When Old Black Joe died, he was found on a Sunday morning lying on the floor of the small, box like cabin he had used as a boot-black stand. Judge Hawthorne impaneled a jury and held an inquest. It was determined that death was caused by apoplexy, resulting from long continued intemperance.

Old Joe was one of the best known characters on the coast. Although supposed by most people to be a Negro, he was a Hindu from Calcutta. His people were well to do and gave him a good education. He was a noted teacher of Sanscrit (classical Old Indic literary language) until he fell into disgrace through intemperate dissipation. He came to California in 1849 and remained in this country till his death.

Joe blacked boots and cleaned offices in nearly every prominent town on the Coast, and when in his cups, was a favorite object of merriment to mischievous men and boys.

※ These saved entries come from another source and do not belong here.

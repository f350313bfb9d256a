//! TOML decoder

use super::{Decoder, DecoderStrategy, Reader, ReaderDecoder};
use crate::domain::{Partial, Result, Value};
use std::io::Read;

/// Format string accepted by [`TomlDecoderStrategy`]
pub const FORMAT: &str = "toml";

/// Builds decoders for `toml`
#[derive(Debug, Clone, Copy, Default)]
pub struct TomlDecoderStrategy;

impl DecoderStrategy for TomlDecoderStrategy {
    fn accept(&self, format: &str) -> bool {
        format == FORMAT
    }

    fn create(&self, reader: Reader) -> Result<Box<dyn Decoder>> {
        Ok(Box::new(ReaderDecoder::new(reader, decode_toml)))
    }
}

// The toml parser has no streaming entry point.
fn decode_toml(reader: &mut dyn Read) -> Result<Partial> {
    let mut contents = String::new();
    reader.read_to_string(&mut contents)?;
    let raw: ::toml::Value = ::toml::from_str(&contents)?;
    Partial::from_document(Value::from(raw))
}
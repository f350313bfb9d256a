//! Directory source
//!
//! Every regular file below the directory is decoded with the same format and
//! merged into one tree. Files are visited in lexical order (depth first when
//! recursive), so later files win conflicting keys.

use super::file::decode_file;
use super::{impl_source_lookup, Source, SourceBase};
use crate::decoder::DecoderFactory;
use crate::domain::{Partial, Result, StrataError};
use std::path::{Path, PathBuf};
use walkdir::WalkDir;

/// Source merging every file of a directory
pub struct DirSource {
    base: SourceBase,
    path: PathBuf,
    files: Vec<PathBuf>,
}

impl DirSource {
    /// Decode and merge the files under `path`
    ///
    /// # Errors
    ///
    /// Returns an error if `path` is not a directory or any file fails to
    /// decode; no partial result is kept.
    pub fn new(
        path: impl AsRef<Path>,
        format: &str,
        recursive: bool,
        decoders: &DecoderFactory,
        separator: &str,
    ) -> Result<Self> {
        let path = path.as_ref().to_path_buf();
        if !path.is_dir() {
            return Err(StrataError::Io(format!(
                "not a directory: {}",
                path.display()
            )));
        }

        let max_depth = if recursive { usize::MAX } else { 1 };
        let mut partial = Partial::new();
        let mut files = Vec::new();

        for entry in WalkDir::new(&path)
            .min_depth(1)
            .max_depth(max_depth)
            .sort_by_file_name()
        {
            let entry = entry?;
            if !entry.file_type().is_file() {
                continue;
            }
            let tree = decode_file(entry.path(), format, decoders)?;
            partial.merge(&tree);
            files.push(entry.into_path());
        }

        tracing::debug!(
            path = %path.display(),
            format,
            recursive,
            files = files.len(),
            "Directory source loaded"
        );

        Ok(Self {
            base: SourceBase::new(partial, separator),
            path,
            files,
        })
    }

    /// Directory the source was read from
    pub fn path(&self) -> &Path {
        &self.path
    }

    /// Files merged into the tree, in merge order
    pub fn files(&self) -> &[PathBuf] {
        &self.files
    }
}

impl_source_lookup!(DirSource);

impl Source for DirSource {
    fn snapshot(&self) -> Partial {
        self.base.snapshot()
    }
}
//! Typed source arguments and the declarative source description builder

use crate::config::Settings;
use crate::domain::{Partial, Result, StrataError, Value};
use std::path::PathBuf;

/// Type string of [`FileSource`](super::FileSource)
pub const FILE: &str = "file";
/// Type string of [`ObservableFileSource`](super::ObservableFileSource)
pub const OBSERVABLE_FILE: &str = "observable-file";
/// Type string of [`DirSource`](super::DirSource)
pub const DIR: &str = "dir";
/// Type string of [`RemoteSource`](super::RemoteSource)
pub const REMOTE: &str = "remote";
/// Type string of [`ObservableRemoteSource`](super::ObservableRemoteSource)
pub const OBSERVABLE_REMOTE: &str = "observable-remote";
/// Type string of [`EnvSource`](super::EnvSource)
pub const ENV: &str = "env";

/// Arguments for programmatic source creation, one variant per source type
#[derive(Debug, Clone, PartialEq)]
pub enum SourceArgs {
    File {
        path: PathBuf,
        format: String,
    },
    ObservableFile {
        path: PathBuf,
        format: String,
    },
    Dir {
        path: PathBuf,
        format: String,
        recursive: bool,
    },
    Remote {
        uri: String,
        format: String,
        config_path: String,
    },
    ObservableRemote {
        uri: String,
        format: String,
        config_path: String,
        timestamp_path: String,
    },
    Env {
        mappings: Vec<(String, String)>,
    },
}

impl SourceArgs {
    /// Type string the arguments are meant for
    pub fn source_type(&self) -> &'static str {
        match self {
            Self::File { .. } => FILE,
            Self::ObservableFile { .. } => OBSERVABLE_FILE,
            Self::Dir { .. } => DIR,
            Self::Remote { .. } => REMOTE,
            Self::ObservableRemote { .. } => OBSERVABLE_REMOTE,
            Self::Env { .. } => ENV,
        }
    }

    /// Build arguments from a declarative source description
    ///
    /// Fields are read in the order `type`, `path`, `format`, `recursive`,
    /// `uri`, `configPath`, `timestampPath`, `mappings`, skipping the ones the
    /// type does not use. The first problem found is returned. A `null` field
    /// counts as absent. Missing formats fall back to the settings defaults
    /// and a missing `configPath` selects the whole response body.
    ///
    /// # Errors
    ///
    /// - [`StrataError::MissingField`] for an absent required field
    /// - [`StrataError::InvalidField`] for a field of the wrong shape
    /// - [`StrataError::InvalidSourceType`] for an unknown `type`
    pub fn from_config(cfg: &Partial, settings: &Settings) -> Result<Self> {
        let source_type = required_string(cfg, "type")?;

        match source_type.as_str() {
            FILE | OBSERVABLE_FILE => {
                let path = PathBuf::from(required_string(cfg, "path")?);
                let format = string_or(cfg, "format", &settings.default_file_format)?;
                Ok(if source_type == FILE {
                    Self::File { path, format }
                } else {
                    Self::ObservableFile { path, format }
                })
            }
            DIR => {
                let path = PathBuf::from(required_string(cfg, "path")?);
                let format = string_or(cfg, "format", &settings.default_file_format)?;
                let recursive = optional_bool(cfg, "recursive")?.unwrap_or(false);
                Ok(Self::Dir {
                    path,
                    format,
                    recursive,
                })
            }
            REMOTE => {
                let format = string_or(cfg, "format", &settings.default_remote_format)?;
                let uri = required_string(cfg, "uri")?;
                let config_path = optional_string(cfg, "configPath")?.unwrap_or_default();
                Ok(Self::Remote {
                    uri,
                    format,
                    config_path,
                })
            }
            OBSERVABLE_REMOTE => {
                let format = string_or(cfg, "format", &settings.default_remote_format)?;
                let uri = required_string(cfg, "uri")?;
                let config_path = optional_string(cfg, "configPath")?.unwrap_or_default();
                let timestamp_path = required_string(cfg, "timestampPath")?;
                Ok(Self::ObservableRemote {
                    uri,
                    format,
                    config_path,
                    timestamp_path,
                })
            }
            ENV => Ok(Self::Env {
                mappings: mappings(cfg)?,
            }),
            other => Err(StrataError::InvalidSourceType(other.to_string())),
        }
    }
}

/// Value of a top-level field, treating `null` as absent
fn field<'a>(cfg: &'a Partial, name: &str) -> Option<&'a Value> {
    cfg.entry(name).filter(|v| !matches!(v, Value::Null))
}

fn optional_string(cfg: &Partial, name: &'static str) -> Result<Option<String>> {
    match field(cfg, name) {
        None => Ok(None),
        Some(Value::String(s)) => Ok(Some(s.clone())),
        Some(other) => Err(StrataError::InvalidField {
            field: name,
            reason: format!("expected a string, found {}", other.type_name()),
        }),
    }
}

fn required_string(cfg: &Partial, name: &'static str) -> Result<String> {
    let value = optional_string(cfg, name)?.ok_or(StrataError::MissingField(name))?;
    if value.is_empty() {
        return Err(StrataError::InvalidField {
            field: name,
            reason: "must not be empty".to_string(),
        });
    }
    Ok(value)
}

fn string_or(cfg: &Partial, name: &'static str, default: &str) -> Result<String> {
    Ok(optional_string(cfg, name)?.unwrap_or_else(|| default.to_string()))
}

fn optional_bool(cfg: &Partial, name: &'static str) -> Result<Option<bool>> {
    match field(cfg, name) {
        None => Ok(None),
        Some(Value::Bool(b)) => Ok(Some(*b)),
        Some(other) => Err(StrataError::InvalidField {
            field: name,
            reason: format!("expected a bool, found {}", other.type_name()),
        }),
    }
}

/// `mappings` as ordered `(variable, path)` pairs
fn mappings(cfg: &Partial) -> Result<Vec<(String, String)>> {
    let tree = match field(cfg, "mappings") {
        None => return Err(StrataError::MissingField("mappings")),
        Some(Value::Tree(tree)) => tree,
        Some(other) => {
            return Err(StrataError::InvalidField {
                field: "mappings",
                reason: format!("expected a partial, found {}", other.type_name()),
            })
        }
    };

    tree.iter()
        .map(|(variable, path)| match path {
            Value::String(path) => Ok((variable.to_string(), path.clone())),
            other => Err(StrataError::InvalidField {
                field: "mappings",
                reason: format!(
                    "destination of '{variable}' must be a string, found {}",
                    other.type_name()
                ),
            }),
        })
        .collect()
}
//! Typed path accessors
//!
//! [`Lookup`] is implemented by everything that can resolve a path to a value:
//! a bare [`Partial`](super::Partial), every source and the manager. Each
//! implementor decides how the path is split; all of them share the typed
//! accessors and their default/conversion rules below.
//!
//! The `*_or` accessors return the supplied default when the path is absent.
//! The plain accessors fail with [`StrataError::PathNotFound`] instead. Both
//! fail with [`StrataError::Conversion`] when a value is present but cannot be
//! coerced to the requested type.

use super::errors::StrataError;
use super::partial::Partial;
use super::result::Result;
use super::value::Value;

/// Path-based read access to a configuration tree
pub trait Lookup {
    /// Resolve `path` to an owned copy of the stored value
    fn lookup(&self, path: &str) -> Option<Value>;

    /// Whether `path` resolves
    fn has(&self, path: &str) -> bool {
        self.lookup(path).is_some()
    }

    /// Raw value at `path`
    fn get(&self, path: &str) -> Result<Value> {
        self.lookup(path)
            .ok_or_else(|| StrataError::PathNotFound(path.to_string()))
    }

    /// Raw value at `path`, or `default` when absent
    fn get_or(&self, path: &str, default: Value) -> Value {
        self.lookup(path).unwrap_or(default)
    }

    /// Boolean at `path`
    fn bool(&self, path: &str) -> Result<bool> {
        convert(path, self.get(path)?, "bool", Value::to_bool)
    }

    /// Boolean at `path`, or `default` when absent
    fn bool_or(&self, path: &str, default: bool) -> Result<bool> {
        convert_or(path, self.lookup(path), default, "bool", Value::to_bool)
    }

    /// Integer at `path`
    fn int(&self, path: &str) -> Result<i64> {
        convert(path, self.get(path)?, "int", Value::to_int)
    }

    /// Integer at `path`, or `default` when absent
    fn int_or(&self, path: &str, default: i64) -> Result<i64> {
        convert_or(path, self.lookup(path), default, "int", Value::to_int)
    }

    /// Float at `path`
    fn float(&self, path: &str) -> Result<f64> {
        convert(path, self.get(path)?, "float", Value::to_float)
    }

    /// Float at `path`, or `default` when absent
    fn float_or(&self, path: &str, default: f64) -> Result<f64> {
        convert_or(path, self.lookup(path), default, "float", Value::to_float)
    }

    /// String at `path`
    fn string(&self, path: &str) -> Result<String> {
        convert(path, self.get(path)?, "string", Value::to_string_value)
    }

    /// String at `path`, or `default` when absent
    fn string_or(&self, path: &str, default: &str) -> Result<String> {
        convert_or(
            path,
            self.lookup(path),
            default.to_string(),
            "string",
            Value::to_string_value,
        )
    }

    /// List at `path`
    fn list(&self, path: &str) -> Result<Vec<Value>> {
        convert(path, self.get(path)?, "list", Value::to_list)
    }

    /// List at `path`, or `default` when absent
    fn list_or(&self, path: &str, default: Vec<Value>) -> Result<Vec<Value>> {
        convert_or(path, self.lookup(path), default, "list", Value::to_list)
    }

    /// Sub-tree at `path`
    fn partial(&self, path: &str) -> Result<Partial> {
        convert(path, self.get(path)?, "partial", Value::to_partial)
    }

    /// Sub-tree at `path`, or `default` when absent
    fn partial_or(&self, path: &str, default: Partial) -> Result<Partial> {
        convert_or(path, self.lookup(path), default, "partial", Value::to_partial)
    }
}

fn convert<T>(
    path: &str,
    value: Value,
    expected: &'static str,
    coerce: impl Fn(&Value) -> Option<T>,
) -> Result<T> {
    coerce(&value).ok_or_else(|| StrataError::Conversion {
        path: path.to_string(),
        expected,
    })
}

fn convert_or<T>(
    path: &str,
    value: Option<Value>,
    default: T,
    expected: &'static str,
    coerce: impl Fn(&Value) -> Option<T>,
) -> Result<T> {
    match value {
        Some(value) => convert(path, value, expected, coerce),
        None => Ok(default),
    }
}

#[cfg(test)]
mod tests {
    use super::*;

    fn sample() -> Partial {
        Partial::from_document(Value::from(serde_json::json!({
            "server": {"port": "8080", "debug": true, "ratio": 0.75, "hosts": ["a", "b"]},
            "name": "strata"
        })))
        .unwrap()
    }

    #[test]
    fn test_typed_accessors() {
        let p = sample();
        assert_eq!(p.int("server.port").unwrap(), 8080);
        assert!(p.bool("server.debug").unwrap());
        assert_eq!(p.float("server.ratio").unwrap(), 0.75);
        assert_eq!(p.string("name").unwrap(), "strata");
        assert_eq!(p.list("server.hosts").unwrap().len(), 2);
        assert_eq!(p.partial("server").unwrap().len(), 4);
    }

    #[test]
    fn test_missing_path_without_default_fails() {
        let p = sample();
        assert!(matches!(
            p.int("server.timeout"),
            Err(StrataError::PathNotFound(ref path)) if path == "server.timeout"
        ));
        assert!(matches!(p.get("nope"), Err(StrataError::PathNotFound(_))));
    }

    #[test]
    fn test_missing_path_with_default() {
        let p = sample();
        assert_eq!(p.int_or("server.timeout", 30).unwrap(), 30);
        assert_eq!(p.string_or("missing", "fallback").unwrap(), "fallback");
        assert!(p.partial_or("missing", Partial::new()).unwrap().is_empty());
        assert_eq!(p.get_or("missing", Value::Int(1)), Value::Int(1));
    }

    #[test]
    fn test_default_does_not_mask_conversion_errors() {
        let p = sample();
        assert!(matches!(
            p.int_or("name", 1),
            Err(StrataError::Conversion { expected: "int", .. })
        ));
        assert!(matches!(
            p.partial("name"),
            Err(StrataError::Conversion { expected: "partial", .. })
        ));
        assert!(matches!(
            p.list("server"),
            Err(StrataError::Conversion { expected: "list", .. })
        ));
    }

    #[test]
    fn test_has() {
        let p = sample();
        assert!(p.has("server.hosts"));
        assert!(!p.has("server.hosts.0"));
    }
}
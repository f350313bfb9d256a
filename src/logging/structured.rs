//! Structured logging setup using tracing

use crate::config::LoggingConfig;
use crate::domain::{Result, StrataError};
use tracing::Level;
use tracing_appender::non_blocking::WorkerGuard;
use tracing_appender::rolling::{RollingFileAppender, Rotation};
use tracing_subscriber::fmt::format::FmtSpan;
use tracing_subscriber::layer::SubscriberExt;
use tracing_subscriber::util::SubscriberInitExt;
use tracing_subscriber::{EnvFilter, Layer};

/// Guard that must be kept alive for the duration of the program
/// to ensure file logs are flushed
pub struct LoggingGuard {
    _file_guard: Option<WorkerGuard>,
}

impl LoggingGuard {
    fn new(file_guard: Option<WorkerGuard>) -> Self {
        Self {
            _file_guard: file_guard,
        }
    }
}

/// Initialize the global subscriber
///
/// `RUST_LOG` takes precedence over `log_level_str`, which otherwise becomes
/// a `strata=<level>` filter. File logging writes JSON lines to
/// `<local_path>/strata.log` with the configured rotation.
///
/// # Errors
///
/// Returns [`StrataError::Configuration`] for an invalid level or rotation,
/// an unwritable log directory, or when a subscriber is already installed.
pub fn init_logging(log_level_str: &str, config: &LoggingConfig) -> Result<LoggingGuard> {
    let log_level = parse_log_level(log_level_str)?;

    let env_filter = EnvFilter::try_from_default_env()
        .unwrap_or_else(|_| EnvFilter::new(format!("strata={log_level}")));

    let mut layers = Vec::new();

    let console_layer = tracing_subscriber::fmt::layer()
        .with_target(true)
        .with_thread_ids(true)
        .with_thread_names(true)
        .with_span_events(FmtSpan::CLOSE)
        .with_writer(std::io::stderr)
        .with_filter(env_filter.clone());

    layers.push(console_layer.boxed());

    let file_guard = if config.local_enabled {
        let rotation = parse_rotation(&config.local_rotation)?;

        std::fs::create_dir_all(&config.local_path).map_err(|e| {
            StrataError::Configuration(format!(
                "Failed to create log directory {}: {e}",
                config.local_path
            ))
        })?;

        let file_appender = RollingFileAppender::new(rotation, &config.local_path, "strata.log");
        let (non_blocking, guard) = tracing_appender::non_blocking(file_appender);

        let file_layer = tracing_subscriber::fmt::layer()
            .json()
            .with_target(true)
            .with_thread_ids(true)
            .with_thread_names(true)
            .with_span_events(FmtSpan::CLOSE)
            .with_writer(non_blocking)
            .with_filter(env_filter);

        layers.push(file_layer.boxed());
        Some(guard)
    } else {
        None
    };

    tracing_subscriber::registry()
        .with(layers)
        .try_init()
        .map_err(|e| StrataError::Configuration(format!("Failed to install subscriber: {e}")))?;

    tracing::debug!(
        level = %log_level,
        local_enabled = config.local_enabled,
        local_path = %config.local_path,
        "Logging initialized"
    );

    Ok(LoggingGuard::new(file_guard))
}

/// Parse log level from string
///
/// # Errors
///
/// Returns [`StrataError::Configuration`] for anything but trace, debug,
/// info, warn and error (case-insensitive).
pub fn parse_log_level(level_str: &str) -> Result<Level> {
    match level_str.to_lowercase().as_str() {
        "trace" => Ok(Level::TRACE),
        "debug" => Ok(Level::DEBUG),
        "info" => Ok(Level::INFO),
        "warn" => Ok(Level::WARN),
        "error" => Ok(Level::ERROR),
        _ => Err(StrataError::Configuration(format!(
            "Invalid log level: {level_str}. Must be one of: trace, debug, info, warn, error"
        ))),
    }
}

fn parse_rotation(rotation: &str) -> Result<Rotation> {
    match rotation {
        "daily" => Ok(Rotation::DAILY),
        "hourly" => Ok(Rotation::HOURLY),
        "never" => Ok(Rotation::NEVER),
        other => Err(StrataError::Configuration(format!(
            "Invalid log rotation: {other}. Must be one of: daily, hourly, never"
        ))),
    }
}

#[cfg(test)]
mod tests {
    use super::*;

    #[test]
    fn test_parse_log_level_valid() {
        assert_eq!(parse_log_level("trace").unwrap(), Level::TRACE);
        assert_eq!(parse_log_level("debug").unwrap(), Level::DEBUG);
        assert_eq!(parse_log_level("info").unwrap(), Level::INFO);
        assert_eq!(parse_log_level("warn").unwrap(), Level::WARN);
        assert_eq!(parse_log_level("error").unwrap(), Level::ERROR);
    }

    #[test]
    fn test_parse_log_level_case_insensitive() {
        assert_eq!(parse_log_level("TRACE").unwrap(), Level::TRACE);
        assert_eq!(parse_log_level("Debug").unwrap(), Level::DEBUG);
    }

    #[test]
    fn test_parse_log_level_invalid() {
        assert!(parse_log_level("invalid").is_err());
        assert!(parse_log_level("").is_err());
    }

    #[test]
    fn test_parse_rotation() {
        assert_eq!(parse_rotation("daily").unwrap(), Rotation::DAILY);
        assert_eq!(parse_rotation("hourly").unwrap(), Rotation::HOURLY);
        assert_eq!(parse_rotation("never").unwrap(), Rotation::NEVER);
        assert!(parse_rotation("size").is_err());
    }

    #[test]
    fn test_init_logging_rejects_bad_level_before_installing() {
        let config = LoggingConfig::default();
        assert!(matches!(
            init_logging("loud", &config),
            Err(StrataError::Configuration(_))
        ));
    }

    #[test]
    fn test_logging_guard_creation() {
        let guard = LoggingGuard::new(None);
        drop(guard);
    }
}
//! Watch command implementation
//!
//! Keeps the configuration loaded, reloads observable sources periodically
//! and prints every change of the watched path until a shutdown signal.

use super::open;
use crate::config::Settings;
use crate::domain::StrataError;
use clap::Args;
use tokio::sync::watch;

/// Arguments for the watch command
#[derive(Args, Debug)]
pub struct WatchArgs {
    /// Path to watch (the whole configuration when omitted)
    pub path: Option<String>,

    /// Reload period in seconds, used when the settings disable reloading
    #[arg(short, long, default_value_t = 5)]
    pub interval: u64,
}

impl WatchArgs {
    /// Execute the watch command
    pub async fn execute(
        &self,
        settings: &Settings,
        mut shutdown_signal: watch::Receiver<bool>,
    ) -> anyhow::Result<i32> {
        let mut settings = settings.clone();
        if settings.observe_frequency_secs == 0 {
            settings.observe_frequency_secs = self.interval.max(1);
        }

        let loader = match open(&settings).await {
            Ok(l) => l,
            Err(e) => {
                println!("❌ Failed to load configuration");
                println!("   Error: {e}");
                return Ok(2);
            }
        };

        if settings.loader.active {
            match loader.watch() {
                Ok(()) => {}
                Err(StrataError::PathNotFound(path)) => {
                    tracing::debug!(path = %path, "No source list to watch");
                }
                Err(e) => return Err(e.into()),
            }
        }

        let path = self.path.clone().unwrap_or_default();
        let label = if path.is_empty() { "<root>".to_string() } else { path.clone() };
        let printed = label.clone();
        match loader.manager().add_observer(&path, move |old, new| {
            println!("🔄 {printed}: {old} -> {new}");
        }) {
            Ok(()) => {}
            Err(StrataError::PathNotFound(path)) => {
                println!("❌ Path not found: {path}");
                return Ok(3);
            }
            Err(e) => return Err(e.into()),
        }

        println!(
            "👀 Watching {label} every {}s, press Ctrl+C to stop",
            settings.observe_frequency_secs
        );

        while !*shutdown_signal.borrow() {
            if shutdown_signal.changed().await.is_err() {
                break;
            }
        }

        tracing::info!("Shutdown requested, closing sources");
        if let Err(e) = loader.manager().close() {
            crate::log_error_with_context!(&e, "Failed to close sources");
            println!("⚠️  Some sources failed to close: {e}");
            return Ok(5);
        }

        println!("✅ Stopped watching {label}");
        Ok(0)
    }
}
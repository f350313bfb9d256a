//! Settings for Strata.
//!
//! Every tunable of the runtime lives in one [`Settings`] value constructed at
//! start-up and passed to the [`Manager`](crate::manager::Manager), the
//! factories and the [`Loader`](crate::manager::Loader). Nothing is read from
//! process-wide mutable state after that.
//!
//! # Quick Start
//!
//! ```rust,no_run
//! use strata::config::{load_settings, Settings};
//!
//! # fn example() -> Result<(), Box<dyn std::error::Error>> {
//! // From a TOML file
//! let settings = load_settings("strata.toml")?;
//!
//! // Or from defaults plus STRATA_* overrides
//! let settings = Settings::from_env()?;
//! println!("separator: {}", settings.path_separator);
//! # Ok(())
//! # }
//! ```
//!
//! # Example Settings File
//!
//! ```toml
//! default_file_format = "yaml"
//! default_remote_format = "json"
//! path_separator = "."
//! observe_frequency_secs = 30
//!
//! [loader]
//! source_path = "config/config.yaml"
//! config_path = "configs"
//!
//! [logging]
//! log_level = "info"
//! ```
//!
//! # Environment Variables
//!
//! `${VAR_NAME}` placeholders in the file are substituted before parsing, and
//! `STRATA_*` variables (`STRATA_PATH_SEPARATOR`, `STRATA_OBSERVE_FREQUENCY`,
//! `STRATA_LOADER_SOURCE_PATH`, ...) override individual fields afterwards.

pub mod loader;
pub mod schema;

pub use loader::load_settings;
pub use schema::{LoaderSettings, LoggingConfig, Settings};
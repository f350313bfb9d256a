//! Configuration sources
//!
//! A [`Source`] holds one [`Partial`] populated from a single origin. The
//! manager reads every registered source on each rebuild; sources that can be
//! polled for changes additionally implement [`ObservableSource`] and expose
//! themselves through [`Source::as_observable`].
//!
//! | type | struct | observable |
//! |------|--------|------------|
//! | `file` | [`FileSource`] | no |
//! | `observable-file` | [`ObservableFileSource`] | yes |
//! | `dir` | [`DirSource`] | no |
//! | `remote` | [`RemoteSource`] | no |
//! | `observable-remote` | [`ObservableRemoteSource`] | yes |
//! | `env` | [`EnvSource`] | no |
//!
//! [`MemorySource`] is an in-process source for programmatic overrides.
//!
//! Every source guards its tree with its own lock, so a source can be read by
//! the manager and by a direct caller at the same time. Readers always receive
//! owned copies.

pub mod args;
pub mod dir;
pub mod env;
pub mod factory;
pub mod file;
pub mod memory;
pub mod remote;

use crate::domain::{Lookup, Partial, Result, Value};
use async_trait::async_trait;
use parking_lot::RwLock;

pub use args::SourceArgs;
pub use dir::DirSource;
pub use env::EnvSource;
pub use factory::{SourceContext, SourceFactory, SourceStrategy};
pub use file::{FileSource, ObservableFileSource};
pub use memory::MemorySource;
pub use remote::{ObservableRemoteSource, RemoteSource};

/// Read-only holder of one configuration tree
pub trait Source: Lookup + Send + Sync {
    /// Owned copy of the current tree
    fn snapshot(&self) -> Partial;

    /// Reload capability, for sources that can be polled
    fn as_observable(&self) -> Option<&dyn ObservableSource> {
        None
    }

    /// Release held resources; must be idempotent
    fn close(&self) -> Result<()> {
        Ok(())
    }
}

/// Source that can be polled for changes
#[async_trait]
pub trait ObservableSource: Source {
    /// Refresh the stored tree from the origin.
    ///
    /// Returns `true` only when the stored tree changed.
    async fn reload(&self) -> Result<bool>;
}

/// Lock-guarded tree shared by the concrete sources
pub(crate) struct SourceBase {
    partial: RwLock<Partial>,
    separator: String,
}

impl SourceBase {
    pub(crate) fn new(partial: Partial, separator: &str) -> Self {
        Self {
            partial: RwLock::new(partial),
            separator: separator.to_string(),
        }
    }

    pub(crate) fn snapshot(&self) -> Partial {
        self.partial.read().clone()
    }

    /// Swap in `partial`, reporting whether it differs from the stored tree
    pub(crate) fn replace(&self, partial: Partial) -> bool {
        let mut current = self.partial.write();
        if *current == partial {
            return false;
        }
        *current = partial;
        true
    }

    pub(crate) fn lookup(&self, path: &str) -> Option<Value> {
        self.partial.read().value_at(path, &self.separator)
    }

    pub(crate) fn has(&self, path: &str) -> bool {
        self.partial.read().has_path(path, &self.separator)
    }

    pub(crate) fn separator(&self) -> &str {
        &self.separator
    }
}

/// Implements [`Lookup`] for a source struct with a `base: SourceBase` field
macro_rules! impl_source_lookup {
    ($source:ty) => {
        impl $crate::domain::Lookup for $source {
            fn lookup(&self, path: &str) -> Option<$crate::domain::Value> {
                self.base.lookup(path)
            }

            fn has(&self, path: &str) -> bool {
                self.base.has(path)
            }
        }
    };
}

pub(crate) use impl_source_lookup;
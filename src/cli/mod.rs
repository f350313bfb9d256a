//! CLI interface and argument parsing
//!
//! This module provides the `strata` command-line interface using clap.

pub mod commands;

use crate::config::{load_settings, Settings};
use crate::domain::Result;
use clap::{Parser, Subcommand};

/// Strata - layered configuration inspector
#[derive(Parser, Debug)]
#[command(name = "strata")]
#[command(version, about, long_about = None)]
pub struct Cli {
    /// Path to a TOML settings file (defaults and STRATA_* variables otherwise)
    #[arg(short, long, env = "STRATA_SETTINGS")]
    pub settings: Option<String>,

    /// Bootstrap configuration file, overriding the loader source path
    #[arg(short, long)]
    pub bootstrap: Option<String>,

    /// Log level (trace, debug, info, warn, error)
    #[arg(short, long, env = "STRATA_LOG_LEVEL")]
    pub log_level: Option<String>,

    /// Subcommand to execute
    #[command(subcommand)]
    pub command: Commands,
}

/// Available commands
#[derive(Subcommand, Debug)]
pub enum Commands {
    /// Print the value at a path of the merged configuration
    Get(commands::get::GetArgs),

    /// Print the whole merged configuration
    Dump(commands::dump::DumpArgs),

    /// List the registered sources in merge order
    Sources(commands::sources::SourcesArgs),

    /// Reload periodically and print changes until interrupted
    Watch(commands::watch::WatchArgs),
}

impl Cli {
    /// Settings from `--settings` (or the environment), with `--bootstrap`
    /// applied
    ///
    /// # Errors
    ///
    /// Returns an error if the settings file cannot be loaded or the result
    /// is invalid.
    pub fn resolve_settings(&self) -> Result<Settings> {
        let mut settings = match &self.settings {
            Some(path) => load_settings(path)?,
            None => Settings::from_env()?,
        };
        if let Some(bootstrap) = &self.bootstrap {
            settings.loader.source_path = bootstrap.clone();
            settings.loader.active = true;
        }
        Ok(settings)
    }
}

He most frequently turned the tables on them however, with his quick wit and bombastic oral delivery.

He spent quite some time on the Comstock before coming to Hawthorne in 1882.

Never liking, or being liked, by the Indians, he was frequently obliged to live with them, and would often, with paint and blanket, pass himself on the railroad to gain free passage on top of the box cars. He loved to travel the complete line, especially going to Wabuska and Candelaria. He was occasionally and thrown off the train, sometimes getting a few lumps and bruises. He spent several days once trying to get back on a freight train at Mound House. With no funds, he got pretty hungry and sober that time. When on his good behavior, old Joe was industrious and hard working. He could shine a mean pair of boots and did.

Perhaps Joe’s biggest heart break came when he had quit drinking, shortly before he died, and tried to contact his family, friends and his only son in India and they never responded. They apparently never forgave him for “wasting his life”.

He had another bit of heart burn too, and would discuss it with anyone who would listen, and that was with that old, un-scrupulous Chinaman, Hon Ess. He could never understand how he could be permitted to serve that lousy tripe and call it food.

Old Joe was 70 years old when he died and both he and his services were missed.